📉 The Financial Deep Dive
The Numbers:
Nilkamal Limited unveiled its Q3 FY26 financial results, showcasing a dichotomy between its standalone and consolidated performances.
- Standalone Performance: The company reported a strong 13% year-on-year (YoY) revenue growth for Q3 FY26, reaching ₹962.03 Cr from ₹854.28 Cr in Q3 FY25. Profit Before Tax (PBT) before exceptional items surged by a remarkable 120% YoY to ₹45.16 Cr. After an exceptional item of ₹15.41 Cr recognized for incremental provisions towards gratuity and leave liability due to new labour codes, the PBT stood at ₹29.76 Cr, still marking a significant 52.9% YoY increase.
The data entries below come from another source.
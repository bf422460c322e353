//! Authentication logic.
//!
//! Provides password hashing, access/refresh token issuance and verification,
//! and the server-side refresh-token registry.

pub mod jwt;
pub mod password;
pub mod registry;

use thiserror::Error;

/// Authentication errors.
#[derive(Debug, Error)]
pub enum AuthError {
    #[error("Invalid token: {0}")]
    InvalidToken(String),

    #[error("Token expired")]
    ExpiredToken,

    #[error("Signing error: {0}")]
    SigningError(String),

    #[error("Internal error: {0}")]
    Internal(String),
}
Consequently, standalone Net Profit (PAT) witnessed a robust 68.6% YoY jump to ₹25.40 Cr from ₹15.06 Cr.
- Consolidated Performance: On a consolidated basis, revenue also grew 13% YoY to ₹965.54 Cr. However, consolidated PBT (after exceptional items) showed minimal growth of 0.27% YoY to ₹43.22 Cr. Consolidated PAT grew by a modest 2.37% YoY to ₹33.66 Cr from ₹32.88 Cr in the previous year's corresponding quarter.
Standalone operating margins improved to 9.65% from 8.12% YoY, and net profit margins expanded to 2.63% from 1.75% YoY, reflecting enhanced operational efficiency and potentially better product mix or pricing power in its core businesses.
The significant reduction in Capital Expenditure (Capex) is noteworthy. For Q3 FY26, Capex was ₹30 Cr, down from ₹42 Cr in Q3 FY25. Over the nine months ended December 31, 2025, Capex stood at ₹108 Cr, a substantial decrease from ₹232 Cr in the same period last year. This reduction could signal a phase of consolidation or strategic reallocation of capital.
Balance sheet strength is evident with standalone Net Worth at ₹1533.30 Cr and a decrease in Net Borrowings to ₹315 Cr from ₹349 Cr YoY. The Debt-to-Equity ratio further improved to a healthy 0.21, and the standalone Current Ratio stood at 2.27x, indicating sound liquidity.
The Grill:
No specific forward-looking guidance was provided by the management in the announcement, leaving investors to infer future performance based on segmental commentary and past trends.